研究表明,真核CYP450蛋白在其氨基酸序列的氨基端(N端)具有一段包含20−30个氨基酸残基的疏水性螺旋区域和一段富含脯氨酸的区域[12],这段脯氨酸富集区在真核CYP450中具有高度保守性。以脯氨酸富集区为界限,其下游氨基酸序列为该CYP450的催化功能域;而其上游N端区域具有较强的疏水性,能够使蛋白锚定在内质网膜等细胞(器)膜上[12]。这种特征增加了该类蛋白在大肠杆菌系统内的表达难度,使其表达水平偏低甚至不表达。

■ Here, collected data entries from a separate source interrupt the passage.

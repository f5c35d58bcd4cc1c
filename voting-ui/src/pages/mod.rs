mod login;
mod results;
mod voting;

pub use login::{LoginFn, LoginPage, OAuthLoginFn, RegisterFn};
pub use results::{DashboardFn, ResetVotesFn, ResultsPage, UserStatsFn};
pub use voting::{CastVoteFn, DeviceIdentityFn, VotingPage};
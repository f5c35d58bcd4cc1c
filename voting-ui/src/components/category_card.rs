use super::StatusMessage;
use crate::pages::CastVoteFn;
use crate::session::error_text;
use leptos::prelude::*;
use voting_app::domain::Category;

/// One contest: a name input and a vote button with its own result line.
#[component]
pub fn CategoryCard(category: Category, #[prop(into)] session_key: String) -> impl IntoView {
    let vote_action = ServerAction::<CastVoteFn>::new();
    let candidate = RwSignal::new(String::new());

    // Clear the input once the vote is in.
    Effect::new(move |_| {
        if let Some(Ok(outcome)) = vote_action.value().get() {
            if outcome.is_recorded() {
                candidate.set(String::new());
            }
        }
    });

    view! {
        <div class="category-card">
            <h3 class="category-card__title">{category.as_str()}</h3>
            <ActionForm action=vote_action attr:class="category-card__form">
                <input type="hidden" name="category" value=category.as_str()/>
                <input type="hidden" name="session_key" value=session_key/>
                <input
                    type="text"
                    name="candidate_name"
                    class="category-card__input"
                    placeholder="Enter candidate name"
                    prop:value=move || candidate.get()
                    on:input=move |ev| candidate.set(event_target_value(&ev))
                />
                <button
                    type="submit"
                    class="category-card__button"
                    disabled=move || vote_action.pending().get()
                >
                    {move || if vote_action.pending().get() { "Sending..." } else { "VOTE" }}
                </button>
            </ActionForm>
            {move || vote_action.value().get().map(|result| match result {
                Ok(outcome) => view! {
                    <StatusMessage success=outcome.is_recorded() message=outcome.message()/>
                }.into_any(),
                Err(e) => view! { <StatusMessage success=false message=error_text(&e)/> }.into_any(),
            })}
        </div>
    }
}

为了能使真核CYP450基因在大肠杆菌系统中得到可溶性表达并获得较高产量,目前已发展出多种技术方法,其中对于CYP450氨基酸序列的N端序列修饰已被大量实验验证,能够有效优化真核CYP450在原核表达系统中的表达,提高其蛋白表达水平,甚至能使原本无法在原核系统内表达的真核CYP450获得有效表达[12-14]。对真核CYP450的N端序列修饰技术主要包括替换和沉默,替换是指将目的P450酶的N端氨基酸序列替换成已知能在大肠杆菌系统中获得有效甚至是高效表达的某个P450酶的N端;而沉默是指对目的P450酶N端氨基酸序列中的若干个氨基酸进行敲除[13]。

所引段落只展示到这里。